Joan Feynman is an American astrophysicist who is best known for developing an understanding of auroras (what we call the northern lights). Feynman has spent her life studying the physics of the earth’s magnetic field and how it interacts with the sun’s energy. Through the story of Joan Feynman, we’ll explore the physics of magnetism.
Joan Feynman was born in 1927, in New York, USA. Joan was an inquisitive child, and she exhibited an interest in understanding the natural world from an early age. However, her mother and grandmother both dissuaded her from pursuing science, since they believed that women’s brains were not physically capable of understanding complex scientific concepts in the way that men’s brains could. Despite this, her brother Richard Feynman (who is also a famous physicist) always encouraged her to be curious about the universe. It was he who originally introduced young Joan to auroras when, one night, he coaxed her out of bed to witness the northern lights flickering above an empty golf course near their home. Later, Feynman would find comfort in an astronomy book given to her by her brother. One day, she came across the research of noted astronomer Cecilia Payne-Gaposchkin which made her realise that women could, in fact, study science.

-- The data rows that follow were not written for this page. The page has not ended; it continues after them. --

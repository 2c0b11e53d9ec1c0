//! Plane geometry shared by the element model, transforms and hit testing.
//!
//! All coordinates are scene units unless a function says otherwise. Every
//! function here is total: degenerate input (zero lengths, NaN) produces a
//! harmless value instead of an error.

use crate::constants::LINE_CONFIRM_THRESHOLD;
use serde::{Deserialize, Serialize};
use std::ops::{Add, Mul, Sub};

// ============================================================================
// Point
// ============================================================================

/// A 2D point or vector. Serialized as `[x, y]`.
#[derive(Debug, Clone, Copy, PartialEq, Default, Serialize, Deserialize)]
#[serde(from = "[f32; 2]", into = "[f32; 2]")]
pub struct Point {
    pub x: f32,
    pub y: f32,
}

impl Point {
    pub const ZERO: Point = Point { x: 0.0, y: 0.0 };

    #[inline]
    pub const fn new(x: f32, y: f32) -> Self {
        Self { x, y }
    }

    #[inline]
    pub fn distance(self, other: Point) -> f32 {
        (self.x - other.x).hypot(self.y - other.y)
    }

    #[inline]
    pub fn length(self) -> f32 {
        self.x.hypot(self.y)
    }

    /// Unit vector in the same direction, or zero for a zero vector.
    pub fn normalized(self) -> Point {
        let len = self.length();
        if len <= f32::EPSILON || !len.is_finite() {
            Point::ZERO
        } else {
            Point::new(self.x / len, self.y / len)
        }
    }

    #[inline]
    pub fn dot(self, other: Point) -> f32 {
        self.x * other.x + self.y * other.y
    }

    #[inline]
    pub fn is_finite(self) -> bool {
        self.x.is_finite() && self.y.is_finite()
    }

    /// Rotate this point around `center` by `angle` radians (clockwise in screen space).
    pub fn rotate_around(self, center: Point, angle: f32) -> Point {
        if angle == 0.0 {
            return self;
        }
        let (sin, cos) = angle.sin_cos();
        let dx = self.x - center.x;
        let dy = self.y - center.y;
        Point::new(
            dx * cos - dy * sin + center.x,
            dx * sin + dy * cos + center.y,
        )
    }
}

impl From<[f32; 2]> for Point {
    fn from([x, y]: [f32; 2]) -> Self {
        Point::new(x, y)
    }
}

impl From<Point> for [f32; 2] {
    fn from(p: Point) -> Self {
        [p.x, p.y]
    }
}

impl From<(f32, f32)> for Point {
    fn from((x, y): (f32, f32)) -> Self {
        Point::new(x, y)
    }
}

impl Add for Point {
    type Output = Point;
    fn add(self, rhs: Point) -> Point {
        Point::new(self.x + rhs.x, self.y + rhs.y)
    }
}

impl Sub for Point {
    type Output = Point;
    fn sub(self, rhs: Point) -> Point {
        Point::new(self.x - rhs.x, self.y - rhs.y)
    }
}

impl Mul<f32> for Point {
    type Output = Point;
    fn mul(self, rhs: f32) -> Point {
        Point::new(self.x * rhs, self.y * rhs)
    }
}

// ============================================================================
// Bounds
// ============================================================================

/// Axis-aligned bounding box.
#[derive(Debug, Clone, Copy, PartialEq, Default)]
pub struct Bounds {
    pub min_x: f32,
    pub min_y: f32,
    pub max_x: f32,
    pub max_y: f32,
}

impl Bounds {
    pub fn new(min_x: f32, min_y: f32, max_x: f32, max_y: f32) -> Self {
        Self {
            min_x: min_x.min(max_x),
            min_y: min_y.min(max_y),
            max_x: min_x.max(max_x),
            max_y: min_y.max(max_y),
        }
    }

    /// Smallest box containing every point. Empty input yields a zero box at the origin.
    pub fn from_points<I: IntoIterator<Item = Point>>(points: I) -> Self {
        let mut iter = points.into_iter();
        let Some(first) = iter.next() else {
            return Bounds::default();
        };
        iter.fold(
            Bounds::new(first.x, first.y, first.x, first.y),
            |b, p| Bounds {
                min_x: b.min_x.min(p.x),
                min_y: b.min_y.min(p.y),
                max_x: b.max_x.max(p.x),
                max_y: b.max_y.max(p.y),
            },
        )
    }

    #[inline]
    pub fn width(&self) -> f32 {
        self.max_x - self.min_x
    }

    #[inline]
    pub fn height(&self) -> f32 {
        self.max_y - self.min_y
    }

    #[inline]
    pub fn center(&self) -> Point {
        Point::new(
            (self.min_x + self.max_x) / 2.0,
            (self.min_y + self.max_y) / 2.0,
        )
    }

    #[inline]
    pub fn min(&self) -> Point {
        Point::new(self.min_x, self.min_y)
    }

    pub fn contains(&self, p: Point) -> bool {
        p.x >= self.min_x && p.x <= self.max_x && p.y >= self.min_y && p.y <= self.max_y
    }

    /// Strict containment, used for the "near a selection box" checks.
    pub fn contains_strict(&self, p: Point) -> bool {
        p.x > self.min_x && p.x < self.max_x && p.y > self.min_y && p.y < self.max_y
    }

    pub fn intersects(&self, other: &Bounds) -> bool {
        self.min_x <= other.max_x
            && self.max_x >= other.min_x
            && self.min_y <= other.max_y
            && self.max_y >= other.min_y
    }

    pub fn inflate(&self, by: f32) -> Bounds {
        Bounds {
            min_x: self.min_x - by,
            min_y: self.min_y - by,
            max_x: self.max_x + by,
            max_y: self.max_y + by,
        }
    }

    pub fn union(&self, other: &Bounds) -> Bounds {
        Bounds {
            min_x: self.min_x.min(other.min_x),
            min_y: self.min_y.min(other.min_y),
            max_x: self.max_x.max(other.max_x),
            max_y: self.max_y.max(other.max_y),
        }
    }

    pub fn corners(&self) -> [Point; 4] {
        [
            Point::new(self.min_x, self.min_y),
            Point::new(self.max_x, self.min_y),
            Point::new(self.max_x, self.max_y),
            Point::new(self.min_x, self.max_y),
        ]
    }
}

// ============================================================================
// Free functions
// ============================================================================

/// Snap a coordinate pair to the grid. `None` disables snapping.
pub fn grid_point(x: f32, y: f32, grid_size: Option<f32>) -> Point {
    match grid_size {
        Some(size) if size > 0.0 => Point::new(
            (x / size).round() * size,
            (y / size).round() * size,
        ),
        _ => Point::new(x, y),
    }
}

/// Shortest distance from `p` to the segment `a`-`b`.
pub fn distance_to_segment(p: Point, a: Point, b: Point) -> f32 {
    let ab = b - a;
    let len_sq = ab.dot(ab);
    if len_sq <= f32::EPSILON {
        return p.distance(a);
    }
    let t = ((p - a).dot(ab) / len_sq).clamp(0.0, 1.0);
    p.distance(a + ab * t)
}

/// Shortest distance from `p` to an open polyline.
pub fn distance_to_polyline(p: Point, points: &[Point]) -> f32 {
    match points {
        [] => f32::INFINITY,
        [only] => p.distance(*only),
        _ => points
            .windows(2)
            .map(|w| distance_to_segment(p, w[0], w[1]))
            .fold(f32::INFINITY, f32::min),
    }
}

/// Even-odd point-in-polygon test.
pub fn is_point_in_polygon(p: Point, polygon: &[Point]) -> bool {
    let mut inside = false;
    let n = polygon.len();
    if n < 3 {
        return false;
    }
    let mut j = n - 1;
    for i in 0..n {
        let (pi, pj) = (polygon[i], polygon[j]);
        if (pi.y > p.y) != (pj.y > p.y) {
            let x_cross = (pj.x - pi.x) * (p.y - pi.y) / (pj.y - pi.y) + pi.x;
            if p.x < x_cross {
                inside = !inside;
            }
        }
        j = i;
    }
    inside
}

/// A polyline closes on itself when it has at least three points and its
/// ends lie within the commit threshold of each other.
pub fn is_path_a_loop(points: &[Point], zoom: f32) -> bool {
    if points.len() < 3 {
        return false;
    }
    let (first, last) = (points[0], points[points.len() - 1]);
    first.distance(last) <= LINE_CONFIRM_THRESHOLD / zoom.max(f32::EPSILON)
}

/// Centroid of a set of points, or the origin when empty.
pub fn centroid<'a, I: IntoIterator<Item = &'a Point>>(points: I) -> Point {
    let (sum, count) = points
        .into_iter()
        .fold((Point::ZERO, 0usize), |(s, c), p| (s + *p, c + 1));
    if count == 0 {
        Point::ZERO
    } else {
        sum * (1.0 / count as f32)
    }
}

/// Ramer-Douglas-Peucker simplification. The first and last point are kept.
pub fn simplify_points(points: &[Point], tolerance: f32) -> Vec<Point> {
    if points.len() <= 2 {
        return points.to_vec();
    }
    let mut keep = vec![false; points.len()];
    keep[0] = true;
    keep[points.len() - 1] = true;
    let mut stack = vec![(0usize, points.len() - 1)];
    while let Some((start, end)) = stack.pop() {
        if end <= start + 1 {
            continue;
        }
        let (mut max_dist, mut index) = (0.0f32, start);
        for i in (start + 1)..end {
            let d = distance_to_segment(points[i], points[start], points[end]);
            if d > max_dist {
                max_dist = d;
                index = i;
            }
        }
        if max_dist > tolerance {
            keep[index] = true;
            stack.push((start, index));
            stack.push((index, end));
        }
    }
    points
        .iter()
        .zip(keep)
        .filter_map(|(p, k)| k.then_some(*p))
        .collect()
}

/// Normalize an angle into `[0, 2π)`.
pub fn normalize_angle(angle: f32) -> f32 {
    let tau = std::f32::consts::TAU;
    let a = angle % tau;
    if a < 0.0 { a + tau } else { a }
}

/// Where the ray from `from` through `to` first enters the rectangle `bounds`.
/// Returns `None` when the ray misses or starts inside.
pub fn ray_box_entry(from: Point, to: Point, bounds: &Bounds) -> Option<Point> {
    let dir = to - from;
    let (mut t_min, mut t_max) = (f32::NEG_INFINITY, f32::INFINITY);
    for (origin, d, lo, hi) in [
        (from.x, dir.x, bounds.min_x, bounds.max_x),
        (from.y, dir.y, bounds.min_y, bounds.max_y),
    ] {
        if d.abs() <= f32::EPSILON {
            if origin < lo || origin > hi {
                return None;
            }
        } else {
            let t1 = (lo - origin) / d;
            let t2 = (hi - origin) / d;
            t_min = t_min.max(t1.min(t2));
            t_max = t_max.min(t1.max(t2));
        }
    }
    if t_max < t_min || t_min <= 0.0 {
        return None;
    }
    Some(from + dir * t_min)
}
//! Unit tests for perf module.

use inkboard::input::{EditorEvent, PointerEvent};
use inkboard::perf::{PerfMonitor, ScopedTimer};
use inkboard::Editor;

#[test]
fn test_perf_monitor_basic() {
    let mut monitor = PerfMonitor::new();

    monitor.begin_event("pointer_move");
    let time = monitor.end_event();

    assert!(time.is_some());
    assert!(time.unwrap() >= 0.0);
    assert_eq!(monitor.stats("pointer_move").map(|s| s.count()), Some(1));
}

#[test]
fn test_end_without_begin_is_none() {
    let mut monitor = PerfMonitor::new();
    assert!(monitor.end_event().is_none());
    assert!(monitor.all_stats().is_empty());
}

#[test]
fn test_stats_per_event_kind() {
    let mut monitor = PerfMonitor::new();
    for _ in 0..5 {
        monitor.begin_event("pointer_move");
        monitor.end_event();
    }
    monitor.begin_event("key_down");
    monitor.end_event();

    let moves = monitor.stats("pointer_move").unwrap();
    assert_eq!(moves.count(), 5);
    assert!(moves.average() >= 0.0);
    assert!(moves.p95() <= moves.max_ms());
    assert_eq!(monitor.all_stats().len(), 2);

    monitor.reset();
    assert!(monitor.stats("pointer_move").is_none());
}

#[test]
fn test_scoped_timer_creation() {
    // High threshold, so dropping logs nothing
    let timer = ScopedTimer::new("test_op", 1000.0);
    assert!(timer.elapsed_ms() >= 0.0);
}

#[test]
fn test_dispatch_records_event_timing() {
    let mut editor = Editor::new();
    for _ in 0..3 {
        editor
            .dispatch(EditorEvent::PointerMove(PointerEvent::at(10.0, 10.0)))
            .unwrap();
    }
    let stats = editor.perf().stats("pointer_move").unwrap();
    assert_eq!(stats.count(), 3);
}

Joan Feynman spent the bulk of her career studying the interactions between the solar wind and the Earth’s magnetic field. While working at the NASA Ames Research Center in 1971, Feynman discovered that the periodic spouting of solar material known as a solar coronal mass ejection (CME) could be identified by the presence of helium in the solar wind. This was an important find because, although CME’s were known at the time, they had until then been difficult to detect. She spent her career investigating and understanding the earth’s magnetic field and how it interacts with the sun’s radiation to produce those amazing green lights in the sky.
What is magnetism?
Magnetism is the force of attraction or repulsion between two magnetic objects. It is also a form of energy and can be very useful for technology and in our everyday lives. A magnet is made up of an iron core, or cobalt, nickel and lodestone. These metals are special because they can attract or repel other metals. You may ask why sometime magnets repel, and sometimes they attract? This is all to do with the poles of the magnet. Every magnet has a north and a south pole (Just like the Earth). When two north poles are brought together, they will repel each other. If a north and a south pole are brought together, they will attract.
Just like a magnet, the planet earth itself has a magnetic energy associated with it. If you hang a bar magnet from a retort stand on a piece of string, it will rotate and line up in a certain direction – this is the earth’s magnetic north pole. The same physics is used in a compass, which sailors and hikers use to know which direction they are going in.
How is the earth magnetic?
The best explanation we have for the earth’s magnetic field is that there is a very hot, liquid iron core at the very centre of our planet. As the planet rotates, current is generated in the molten core which produces electricity – which in turn produces a magnetic field. The magnetic field of the earth is relatively weak, the magnets on your fridge are stronger! But the earth’s magnetic field is still strong enough to interact with cosmic rays coming from the Sun, which produce the amazing colours in the sky we call auroras.